Is your caregiver out of network? Frequently postpartum depression specialists are. Here are some helpful definitions.
First you’ll need to understand what your coverage is for out of network expenses. Some insurance plans don’t offer out of network support at all. Many do though.
When reviewing your plan, you’ll see words like “deductible”, “coinsurance”, “out of pocket maximum”, “allowed benefit”. Let’s define those.
A deductible is the up front cost that you, the patient covers, before the insurance company steps in. With that, it’s important to understand that only allowed benefits are contributed to the deductible amount. So…what is the allowed benefit?
The allowed benefit is the amount that the insurance company values/is willing to pay for the particular service. For example, if my caregiver charges me $150 per therapy session, and my insurance allows $100 of that cost, that $100 is the allowed benefit. As discussed with the deductible, that $100 goes toward the total deductible pot – not the $150. You have to pay the $50 – that’s called balanced billing.
Coinsurance refers to your responsibility of the allowed benefit. If your coinsurance is 20%, then the insurance company will pay 80% of the allowed benefit.
Finally there is an out of pocket maximum. The Affordable Care Act requires insurance companies to apply deductibles, coinsurance and copays against the out of pocket maximum. So the allowed benefit amount goes toward whatever that maximum is. Once that maximum is achieved, you don’t pay any of the allowed benefit.

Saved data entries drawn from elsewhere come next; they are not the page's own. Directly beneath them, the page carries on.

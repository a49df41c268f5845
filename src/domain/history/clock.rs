use chrono::{DateTime, Utc};

/// Commit-time clock. Injected so tests can control timestamps.
pub trait Clock: Send + Sync {
    fn now(&self) -> DateTime<Utc>;
}

/// Wall clock (uses `Date.now()` under wasm via chrono's `wasmbind`)
#[derive(Debug, Clone, Copy, Default)]
pub struct SystemClock;

impl Clock for SystemClock {
    fn now(&self) -> DateTime<Utc> {
        Utc::now()
    }
}
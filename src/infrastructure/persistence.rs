use crate::domain::{
    errors::PersistenceError,
    history::Snapshot,
    logging::{LogComponent, get_logger},
    market_data::{PricePoint, SeriesRecord, SnapshotGateway, Symbol},
    selection::SelectionState,
};
use gloo::storage::{LocalStorage, Storage, errors::StorageError};
use serde::{Deserialize, Deserializer, Serialize};
use std::cell::RefCell;

/// On-disk document. Field names are the stable wire format.
#[derive(Debug, Clone, PartialEq, Serialize, Deserialize)]
pub struct PersistedState {
    pub coin_data: Vec<PersistedCoin>,
    #[serde(default, skip_serializing_if = "Option::is_none", deserialize_with = "lenient_selection")]
    pub selection: Option<SelectionState>,
}

#[derive(Debug, Clone, PartialEq, Serialize, Deserialize)]
pub struct PersistedCoin {
    pub symbol: String,
    #[serde(default)]
    pub last_price: String,
    #[serde(default)]
    pub previous_price: String,
    #[serde(default)]
    pub price_history: Vec<PricePoint>,
}

/// A selection object that does not parse is treated as absent rather than
/// failing the whole document.
fn lenient_selection<'de, D>(deserializer: D) -> Result<Option<SelectionState>, D::Error>
where
    D: Deserializer<'de>,
{
    let value = Option::<serde_json::Value>::deserialize(deserializer)?;
    Ok(value.and_then(|v| serde_json::from_value(v).ok()))
}

impl From<&Snapshot> for PersistedState {
    fn from(snapshot: &Snapshot) -> Self {
        Self {
            coin_data: snapshot
                .series
                .iter()
                .map(|record| PersistedCoin {
                    symbol: record.symbol.to_string(),
                    last_price: record.last_price.clone().unwrap_or_default(),
                    previous_price: record.previous_price.clone().unwrap_or_default(),
                    price_history: record.price_history.clone(),
                })
                .collect(),
            selection: snapshot.selection,
        }
    }
}

impl From<PersistedState> for Snapshot {
    /// Entries whose symbol is not a valid ticker are dropped.
    fn from(state: PersistedState) -> Self {
        let series = state
            .coin_data
            .into_iter()
            .filter_map(|coin| match Symbol::new(&coin.symbol) {
                Ok(symbol) => Some(SeriesRecord {
                    symbol,
                    last_price: Some(coin.last_price).filter(|p| !p.is_empty()),
                    previous_price: Some(coin.previous_price).filter(|p| !p.is_empty()),
                    price_history: coin.price_history,
                }),
                Err(reason) => {
                    crate::log_warn!(LogComponent::Infrastructure("Persistence"), "dropping stored entry: {}", reason);
                    None
                }
            })
            .collect();
        Snapshot { series, selection: state.selection }
    }
}

pub fn encode_snapshot(snapshot: &Snapshot) -> Result<String, PersistenceError> {
    serde_json::to_string_pretty(&PersistedState::from(snapshot)).map_err(|e| PersistenceError::Codec(e.to_string()))
}

pub fn decode_snapshot(document: &str) -> Result<Snapshot, PersistenceError> {
    serde_json::from_str::<PersistedState>(document)
        .map(Snapshot::from)
        .map_err(|e| PersistenceError::Codec(e.to_string()))
}

/// Snapshot stored under one `localStorage` key
#[derive(Debug, Clone)]
pub struct LocalStorageGateway {
    key: String,
}

impl LocalStorageGateway {
    pub fn new(key: impl Into<String>) -> Self {
        Self { key: key.into() }
    }
}

impl SnapshotGateway for LocalStorageGateway {
    fn load(&self) -> Result<Option<Snapshot>, PersistenceError> {
        match LocalStorage::get::<PersistedState>(&self.key) {
            Ok(state) => {
                let snapshot = Snapshot::from(state);
                get_logger().info(
                    LogComponent::Infrastructure("Persistence"),
                    &format!("loaded {} series from '{}'", snapshot.series.len(), self.key),
                );
                Ok(Some(snapshot))
            }
            Err(StorageError::KeyNotFound(_)) => Ok(None),
            Err(StorageError::SerdeError(e)) => Err(PersistenceError::Codec(e.to_string())),
            Err(e) => Err(PersistenceError::Load(e.to_string())),
        }
    }

    fn save(&self, snapshot: &Snapshot) -> Result<(), PersistenceError> {
        LocalStorage::set(&self.key, PersistedState::from(snapshot)).map_err(|e| PersistenceError::Save(e.to_string()))?;
        get_logger().info(
            LogComponent::Infrastructure("Persistence"),
            &format!("saved {} series to '{}'", snapshot.series.len(), self.key),
        );
        Ok(())
    }
}

/// Keeps the encoded document in memory. Used by native tests and as a
/// fallback when browser storage is unavailable.
#[derive(Debug, Default)]
pub struct InMemoryGateway {
    document: RefCell<Option<String>>,
}

impl InMemoryGateway {
    pub fn new() -> Self {
        Self::default()
    }

    pub fn with_document(document: impl Into<String>) -> Self {
        Self { document: RefCell::new(Some(document.into())) }
    }

    pub fn document(&self) -> Option<String> {
        self.document.borrow().clone()
    }
}

impl SnapshotGateway for InMemoryGateway {
    fn load(&self) -> Result<Option<Snapshot>, PersistenceError> {
        self.document.borrow().as_deref().map(decode_snapshot).transpose()
    }

    fn save(&self, snapshot: &Snapshot) -> Result<(), PersistenceError> {
        let document = encode_snapshot(snapshot)?;
        self.document.replace(Some(document));
        Ok(())
    }
}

For more information, these sites are particularly helpful:
Talk to your HR representative to understand your plan and what it offers. Additionally, your company may have other benefits such as Health Advocate, which is a service that helps people navigate the ins and outs of health insurance. They can coordinate with huge insurance companies to get questions answered and will sit on calls with you to get to the bottom of the issue. If you’ve got a Flexible Spending Account (FSA), check and see if mental health therapy is on the list of covered expenses.
More importantly, get your partner involved. If you’ve got postpartum depression, you may feel drained and not have the energy to sort out filing claims. It took me months to work up the effort to do so. Your partner can help with research, fill out forms, sit on the phone with the insurance company to get answers.
Lastly, break it down into tiny steps. Do one thing a day, or one thing every two days. It’ll help make things feel less insurmountable as you chip away at your list of things to do. If you’ve got a friend or confidant, have them help hold you accountable to make progress towards getting well and getting reimbursed.
Disclaimer: I am not a health insurance expert. I simply am relaying my experience with getting money back from my own insurance company while working with out of network specialists. Please talk to your healthcare provider or HR department to understand the intricacies of your own plan.